Eddie Espinoza is running for Texas Railroad Commissioner, a position crucial for ecological conservation and responsible stewardship of our natural environment. Let’s hear from him now.
1:57:04 Remarks by Eddie Espinosa
Eddie Espinoza: I’m Eddie Espinoza, the Green Party candidate for Texas Railroad Commissioner. Contrary to what the name implies, the Railroad Commission regulates the entire oil and gas industry in Texas. Much of this involves fracking, a process that produces huge amounts of toxic wastewater, some of which is radioactive. This toxic wastewater can seep into our freshwater sources, endangering our drinking water.
Effective climate action is essential for the survival of life as we know it. The recent devastating storm was exacerbated by global warming, as droughts and flooding occur globally. The only way to combat global warming is to transition from fossil fuels to renewable energy sources like solar and wind. While Texas is already a leader in clean energy, the full transition is being obstructed by greedy fossil fuel insiders who prioritize drilling over our environment.
We need independent regulators on the Railroad Commission, which is why I'm running with the Green Party. We don’t take PAC money or corporate donations, so you can trust that we work for you. The Green Party represents people, planet, and peace.

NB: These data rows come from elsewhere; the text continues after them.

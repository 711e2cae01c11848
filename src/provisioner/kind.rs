// Copyright 2026, Jeroen van Erp <jeroen@geeko.me>
// SPDX-License-Identifier: Apache-2.0

//! Cluster provisioning through the `kind` CLI

use crate::config::Config;
use crate::constants::kind::CONFIG_API_VERSION;
use crate::error::{CapkError, Result};
use crate::provisioner::ClusterProvisioner;
use crate::types::{ApiEndpoint, KindCluster};
use async_trait::async_trait;
use kube::config::Kubeconfig;
use serde::Serialize;
use std::path::PathBuf;
use std::process::Stdio;
use std::time::Duration;
use tokio::io::AsyncWriteExt;
use tokio::process::Command;
use tracing::{debug, info, instrument};
use url::Url;

/// Runs `kind` against the local container runtime
#[derive(Debug, Clone)]
pub struct KindProvisioner {
    binary: String,
    kubeconfig: Option<PathBuf>,
    wait: Duration,
}

impl KindProvisioner {
    pub fn new(binary: impl Into<String>, kubeconfig: Option<PathBuf>, wait: Duration) -> Self {
        Self {
            binary: binary.into(),
            kubeconfig,
            wait,
        }
    }

    pub fn from_config(config: &Config) -> Self {
        Self::new(
            config.kind_binary.clone(),
            config.kind_kubeconfig.clone(),
            config.kind_wait,
        )
    }

    fn with_kubeconfig(&self, mut args: Vec<String>) -> Vec<String> {
        if let Some(path) = &self.kubeconfig {
            args.push("--kubeconfig".to_string());
            args.push(path.display().to_string());
        }
        args
    }

    /// Run kind and return its stdout. A non-zero exit becomes an error
    /// carrying kind's stderr.
    async fn run(&self, args: Vec<String>, stdin: Option<String>) -> Result<String> {
        let command = args.iter().take(2).cloned().collect::<Vec<_>>().join(" ");
        debug!("Running {} {}", self.binary, args.join(" "));

        let mut child = Command::new(&self.binary)
            .args(&args)
            .stdin(if stdin.is_some() {
                Stdio::piped()
            } else {
                Stdio::null()
            })
            .stdout(Stdio::piped())
            .stderr(Stdio::piped())
            .spawn()
            .map_err(|e| {
                CapkError::kind_command(&command, format!("failed to start {}: {}", self.binary, e))
            })?;

        if let (Some(input), Some(mut pipe)) = (stdin, child.stdin.take()) {
            pipe.write_all(input.as_bytes())
                .await
                .map_err(|e| CapkError::kind_command(&command, format!("failed to write stdin: {}", e)))?;
        }

        let output = child
            .wait_with_output()
            .await
            .map_err(|e| CapkError::kind_command(&command, e.to_string()))?;

        if !output.status.success() {
            return Err(CapkError::kind_command(
                command,
                String::from_utf8_lossy(&output.stderr).trim().to_string(),
            ));
        }

        Ok(String::from_utf8_lossy(&output.stdout).into_owned())
    }
}

#[async_trait]
impl ClusterProvisioner for KindProvisioner {
    #[instrument(skip(self, cluster), fields(kind_cluster = %cluster.provisioning_name()))]
    async fn create(&self, cluster: &KindCluster) -> Result<()> {
        let config = serde_yaml::to_string(&KindConfig::for_cluster(cluster))
            .map_err(|e| CapkError::SerializationError(e.to_string()))?;

        info!("Creating kind cluster {}", cluster.provisioning_name());
        let args = self.with_kubeconfig(vec![
            "create".to_string(),
            "cluster".to_string(),
            "--name".to_string(),
            cluster.provisioning_name().to_string(),
            "--config".to_string(),
            "-".to_string(),
            "--wait".to_string(),
            format!("{}s", self.wait.as_secs()),
        ]);
        self.run(args, Some(config)).await?;

        info!("Kind cluster {} created", cluster.provisioning_name());
        Ok(())
    }

    #[instrument(skip(self, cluster), fields(kind_cluster = %cluster.provisioning_name()))]
    async fn exists(&self, cluster: &KindCluster) -> Result<bool> {
        let output = self
            .run(vec!["get".to_string(), "clusters".to_string()], None)
            .await?;
        Ok(is_listed(&output, cluster.provisioning_name()))
    }

    #[instrument(skip(self, cluster), fields(kind_cluster = %cluster.provisioning_name()))]
    async fn delete(&self, cluster: &KindCluster) -> Result<()> {
        info!("Deleting kind cluster {}", cluster.provisioning_name());
        let args = self.with_kubeconfig(vec![
            "delete".to_string(),
            "cluster".to_string(),
            "--name".to_string(),
            cluster.provisioning_name().to_string(),
        ]);
        self.run(args, None).await?;
        Ok(())
    }

    #[instrument(skip(self, cluster), fields(kind_cluster = %cluster.provisioning_name()))]
    async fn control_plane_endpoint(&self, cluster: &KindCluster) -> Result<ApiEndpoint> {
        let kubeconfig = self
            .run(
                vec![
                    "get".to_string(),
                    "kubeconfig".to_string(),
                    "--name".to_string(),
                    cluster.provisioning_name().to_string(),
                ],
                None,
            )
            .await?;
        endpoint_from_kubeconfig(&kubeconfig)
    }
}

/// `kind get clusters` prints one cluster name per line
fn is_listed(output: &str, name: &str) -> bool {
    output.lines().any(|line| line.trim() == name)
}

/// Host and port of the first cluster server in an exported kubeconfig
fn endpoint_from_kubeconfig(raw: &str) -> Result<ApiEndpoint> {
    let kubeconfig: Kubeconfig = serde_yaml::from_str(raw)
        .map_err(|e| CapkError::KubeconfigError(format!("Failed to parse kubeconfig: {}", e)))?;

    let server = kubeconfig
        .clusters
        .iter()
        .find_map(|named| named.cluster.as_ref().and_then(|c| c.server.clone()))
        .ok_or_else(|| CapkError::KubeconfigError("Kubeconfig has no cluster server".to_string()))?;

    let url = Url::parse(&server)
        .map_err(|e| CapkError::KubeconfigError(format!("Invalid server URL {}: {}", server, e)))?;

    let host = url
        .host_str()
        .filter(|h| !h.is_empty())
        .ok_or_else(|| CapkError::KubeconfigError(format!("Server URL {} has no host", server)))?;
    let port = url
        .port_or_known_default()
        .ok_or_else(|| CapkError::KubeconfigError(format!("Server URL {} has no port", server)))?;

    Ok(ApiEndpoint::new(host, i32::from(port)))
}

/// `kind.x-k8s.io/v1alpha4` cluster configuration passed on stdin
#[derive(Serialize, Debug, PartialEq)]
#[serde(rename_all = "camelCase")]
struct KindConfig {
    kind: &'static str,
    api_version: &'static str,
    #[serde(skip_serializing_if = "Vec::is_empty")]
    nodes: Vec<KindNode>,
}

#[derive(Serialize, Debug, PartialEq)]
struct KindNode {
    role: NodeRole,
}

#[derive(Serialize, Debug, PartialEq, Clone, Copy)]
#[serde(rename_all = "kebab-case")]
enum NodeRole {
    ControlPlane,
    Worker,
}

impl KindConfig {
    /// One node entry per requested node. No counts at all leaves the
    /// topology to kind (a single control-plane node); workers without a
    /// control plane get one control-plane node.
    fn for_cluster(cluster: &KindCluster) -> Self {
        let workers = cluster.spec.worker_nodes.unwrap_or(0);
        let mut control_planes = cluster.spec.control_plane_nodes.unwrap_or(0);
        if workers > 0 && control_planes == 0 {
            control_planes = 1;
        }

        let nodes = std::iter::repeat(NodeRole::ControlPlane)
            .take(control_planes as usize)
            .chain(std::iter::repeat(NodeRole::Worker).take(workers as usize))
            .map(|role| KindNode { role })
            .collect();

        KindConfig {
            kind: "Cluster",
            api_version: CONFIG_API_VERSION,
            nodes,
        }
    }
}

But that requires your donations, support, and, most importantly, your votes.
If either Dr. Stein or I receive just 2% of the vote, the Green Party will gain ballot access in Texas for the next ten years. But we’re not just aiming for 2%; we’re playing to win. If we can convince 28% of Texas voters, we may very well flip Texas.
2:01:50 Closing Remarks by Dr. Butch Ware
Butch Ware: That’s right, Eddie. I haven’t discussed the electoral campaign much until now, but Malcolm X built the Organization for Afro-American Unity to express the political aims of his movement. I see my opportunity within the Green Party to reflect our values as Muslims and as stewards of the environment and human rights.
This is your chance to shape history, not just be subject to it. The Muslim community is being offered a position of ethical and political leadership within the third-largest political party in the U.S. Reflect on that!
This opportunity is unprecedented, especially with Dr. Jill Stein running for president again at 74. She won’t be running in 2028, so who do you think will lead the Green Party ticket then? You’re looking at him.
You have the chance to help elect the first Muslim president of the United States—if you support me as the first Muslim Vice President. This can be achieved with about 34% of the popular vote. If we go from polling at 1.5% to 5%, we could reach 15% quickly.
The American people are not fools. They can recognize quality, morality, and goodness. So let’s get organized and make some noise. Your time and volunteer efforts are crucial. By registering with the Green Party, you’ll help us gain visibility, and the more noise we make, the more our numbers will grow.
Thank you to our hosts, the Nuun Collective. I can’t take questions now as I must move on, but I appreciate your attention. Thank you!
Disclaimer: Material published by Nuun Collective is meant to foster inquiry and rich discussion. The views, opinions, beliefs, or strategies represented in published media do not necessarily represent the views of Nuun Collective or any member thereof.
Note: This transcript has been slightly edited for readability.